La più piccola di casa Rossetti, “l’angelico piccolo demonio di casa”, come amava definirla con
affetto il padre, dall’angolo silenzioso dove la società maschile relega il femminile così come tutto
ciò che è altro da sé e dunque secondario, inferiore, sgradito, mostra la propria insofferenza nei
confronti della realtà storica contemporanea, rifiutandone le regole e cercando di smascherarle, per
quanto possibile, protetta dai suoi versi: la poesia diventa così scelta obbligata per contravvenire
all’antinomia dei binarismi e per affermare il proprio io, essere se stessa.
Una femminista ante litteram, che nella critica ai ruoli sessuali patriarcali culturalmente imposti,
nella denuncia di ogni forma di violenza, nell’attenzione per gli esclusi ed i deboli sembra
anticipare le teorie decostruzioniste e post-decostruzioniste delle femministe del secolo scorso; una
provocatrice silenziosa, che s’interroga contemporaneamente sui dogmi religiosi della teologia,
definita da Ruskin in accordo alla mentalità comune come “dangereous science for women”, e sui
limiti di una società scricchiolante sotto il peso angosciante delle teorie evoluzionistiche di Darwin.
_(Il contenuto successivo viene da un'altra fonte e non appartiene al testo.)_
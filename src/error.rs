//! Crate-level error type and `Result` alias for stable, structured error handling.
//! Converts underlying I/O and document-engine errors, and names the one
//! planning failure front ends report on their own (a missing folder).
use std::path::PathBuf;

use thiserror::Error;

pub type Result<T> = std::result::Result<T, Error>;

#[derive(Debug, Error)]
pub enum Error {
    #[error("I/O error: {0}")]
    Io(#[from] std::io::Error),

    #[error("Document engine error: {0}")]
    Engine(#[from] crate::io::EngineError),

    #[error("Folder does not exist: {}", path.display())]
    FolderNotFound { path: PathBuf },
}
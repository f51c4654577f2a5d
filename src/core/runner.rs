//! Sequential, cancellable batch conversion.
//!
//! The runner walks a `ConversionJob` in order, converting one file at a time
//! through a `DocumentEngine`. A failing item is logged and the batch moves on.
//! Cancellation is honoured between items only; an item that has started
//! always runs to completion.
use std::path::{Path, PathBuf};

use tracing::{debug, info, warn};

use super::discovery::output_path_for;
use super::job::ConversionJob;
use super::observer::RunObserver;
use crate::error::Result;
use crate::io::{DocumentEngine, EngineError, EngineProvider};
use crate::types::{ConversionOutcome, ExportFormat, RunState, display_name};

pub const NOTHING_TO_CONVERT: &str = "Nothing to convert.";
pub const CANCELLED: &str = "(cancelled) Conversion stopped by user.";

pub fn starting_line(index: usize, total: usize, input: &Path) -> String {
    format!("({}/{}) Converting: {}", index, total, display_name(input))
}

pub fn completed_line(index: usize, total: usize, input: &Path) -> String {
    format!("({}/{}) Converted: {}", index, total, display_name(input))
}

pub fn failed_line(index: usize, total: usize, input: &Path, err: &EngineError) -> String {
    format!(
        "({}/{}) Failed: {} -> {}",
        index,
        total,
        display_name(input),
        err
    )
}

fn convert_one(
    engine: &mut dyn DocumentEngine,
    input: &Path,
    format: ExportFormat,
) -> std::result::Result<PathBuf, EngineError> {
    let output = output_path_for(input, format);
    engine.open(input)?;
    engine.save_as(&output, format)?;
    Ok(output)
}

pub struct BatchRunner<P: EngineProvider> {
    provider: P,
    format: ExportFormat,
    state: RunState,
}

impl<P: EngineProvider> BatchRunner<P> {
    pub fn new(provider: P) -> Self {
        Self {
            provider,
            format: ExportFormat::Pdf,
            state: RunState::Idle,
        }
    }

    pub fn with_format(mut self, format: ExportFormat) -> Self {
        self.format = format;
        self
    }

    pub fn state(&self) -> RunState {
        self.state
    }

    /// Run `job` to completion or cancellation.
    ///
    /// Returns the terminal state. The only error is a failure to acquire the
    /// engine, in which case no completion signal is sent.
    pub fn run(&mut self, mut job: ConversionJob, observer: &dyn RunObserver) -> Result<RunState> {
        self.state = RunState::Running;
        let total = job.total();

        if job.is_empty() {
            info!("{}", NOTHING_TO_CONVERT);
            observer.log(NOTHING_TO_CONVERT);
            return Ok(self.finish(RunState::Completed, observer));
        }

        let mut engine = match self.provider.acquire() {
            Ok(engine) => engine,
            Err(e) => {
                debug!("Could not start the document engine: {}", e);
                self.state = RunState::Idle;
                return Err(e.into());
            }
        };

        let cancel = job.cancel_token();
        let mut state = RunState::Completed;

        for index in 1..=total {
            if cancel.is_cancelled() {
                info!(
                    "Cancellation observed after {} of {} item(s)",
                    job.completed(),
                    total
                );
                observer.log(CANCELLED);
                state = RunState::Cancelled;
                break;
            }

            let input = job.files()[index - 1].clone();
            observer.log(&starting_line(index, total, &input));

            match convert_one(engine.as_mut(), &input, self.format) {
                Ok(output) => {
                    debug!("Converted {:?} -> {:?}", input, output);
                    observer.log(&completed_line(index, total, &input));
                    observer.outcome(&ConversionOutcome::succeeded(&input));
                }
                Err(e) => {
                    debug!("Error converting {:?}: {}", input, e);
                    observer.log(&failed_line(index, total, &input, &e));
                    observer.outcome(&ConversionOutcome::failed(&input, &e));
                }
            }

            job.mark_completed();
            observer.progress(job.percent());
        }

        if let Err(e) = engine.quit() {
            warn!("Document engine teardown failed (ignored): {}", e);
        }

        Ok(self.finish(state, observer))
    }

    fn finish(&mut self, state: RunState, observer: &dyn RunObserver) -> RunState {
        self.state = state;
        observer.finished(state);
        state
    }
}

#[cfg(test)]
mod tests {
    use super::*;
    use std::cell::RefCell;
    use std::rc::Rc;

    #[derive(Default)]
    struct Calls {
        opened: Vec<PathBuf>,
        quits: usize,
    }

    struct ScriptedEngine {
        calls: Rc<RefCell<Calls>>,
        fail_quit: bool,
    }

    impl DocumentEngine for ScriptedEngine {
        fn open(&mut self, input: &Path) -> std::result::Result<(), EngineError> {
            self.calls.borrow_mut().opened.push(input.to_path_buf());
            Ok(())
        }

        fn save_as(&mut self, _: &Path, _: ExportFormat) -> std::result::Result<(), EngineError> {
            Ok(())
        }

        fn quit(&mut self) -> std::result::Result<(), EngineError> {
            self.calls.borrow_mut().quits += 1;
            if self.fail_quit {
                Err(EngineError::Other("quit refused".to_string()))
            } else {
                Ok(())
            }
        }
    }

    #[derive(Default)]
    struct Recorder {
        lines: RefCell<Vec<String>>,
        finished: RefCell<Vec<RunState>>,
    }

    impl RunObserver for Recorder {
        fn log(&self, line: &str) {
            self.lines.borrow_mut().push(line.to_string());
        }

        fn progress(&self, _: u8) {}

        fn finished(&self, state: RunState) {
            self.finished.borrow_mut().push(state);
        }
    }

    #[test]
    fn teardown_failure_still_finishes_once() {
        let calls = Rc::new(RefCell::new(Calls::default()));
        let shared = calls.clone();
        let provider = move || -> std::result::Result<ScriptedEngine, EngineError> {
            Ok(ScriptedEngine {
                calls: shared.clone(),
                fail_quit: true,
            })
        };
        let recorder = Recorder::default();
        let mut runner = BatchRunner::new(provider);

        let job = ConversionJob::new(vec![PathBuf::from("/docs/a.hwp")]);
        let state = runner.run(job, &recorder).unwrap();

        assert_eq!(state, RunState::Completed);
        assert_eq!(runner.state(), RunState::Completed);
        assert_eq!(calls.borrow().opened, vec![PathBuf::from("/docs/a.hwp")]);
        assert_eq!(calls.borrow().quits, 1);
        assert_eq!(*recorder.finished.borrow(), vec![RunState::Completed]);
    }

    #[test]
    fn acquisition_failure_propagates_without_finishing() {
        let provider =
            || -> std::result::Result<ScriptedEngine, EngineError> { Err(EngineError::NoDocument) };
        let recorder = Recorder::default();
        let mut runner = BatchRunner::new(provider);

        let job = ConversionJob::new(vec![PathBuf::from("/docs/a.hwp")]);
        let err = runner.run(job, &recorder).unwrap_err();

        assert!(matches!(err, crate::Error::Engine(EngineError::NoDocument)));
        assert!(recorder.finished.borrow().is_empty());
        assert_eq!(runner.state(), RunState::Idle);
    }

    #[test]
    fn line_formats() {
        let input = Path::new("/docs/report.hwpx");
        assert_eq!(starting_line(2, 5, input), "(2/5) Converting: report.hwpx");
        assert_eq!(completed_line(2, 5, input), "(2/5) Converted: report.hwpx");
        assert_eq!(
            failed_line(2, 5, input, &EngineError::NoDocument),
            "(2/5) Failed: report.hwpx -> no document is open"
        );
    }
}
Christina sceglie di essere, ma non dopo aver abbracciato una vera e propria etica della rinuncia.
E la poetessa rinuncia ai sogni, all’amore, rinuncia a svelarsi ed a svelare la propria interiorità, a
perdere la propria autonomia.
Una scelta difficile ma coraggiosa di autoaffermazione, dunque, che in Winter my secret viene
celebrata nella figura della donna che non rivela all’uomo insistente, alcun segreto, facendosi
addirittura beffe di lui e della sua vuota ostinazione.
In an Artist studio, il fratello Dante Gabriel “uccideva” a poco a poco, con ogni pennellata sulla
tela, la modella amata Elisabeth per trasformarne il volto in quello di un fantasma, “nutrendosi ogni
giorno del suo sembiante, non per come è, ma per come riempie i suoi sogni”.
E se Lizzie non vedeva che altre alternative che la morte, Christina sceglie di sfidare con la propria
arte, sensibile ed originale, l’ordine precostituito della società vittoriana.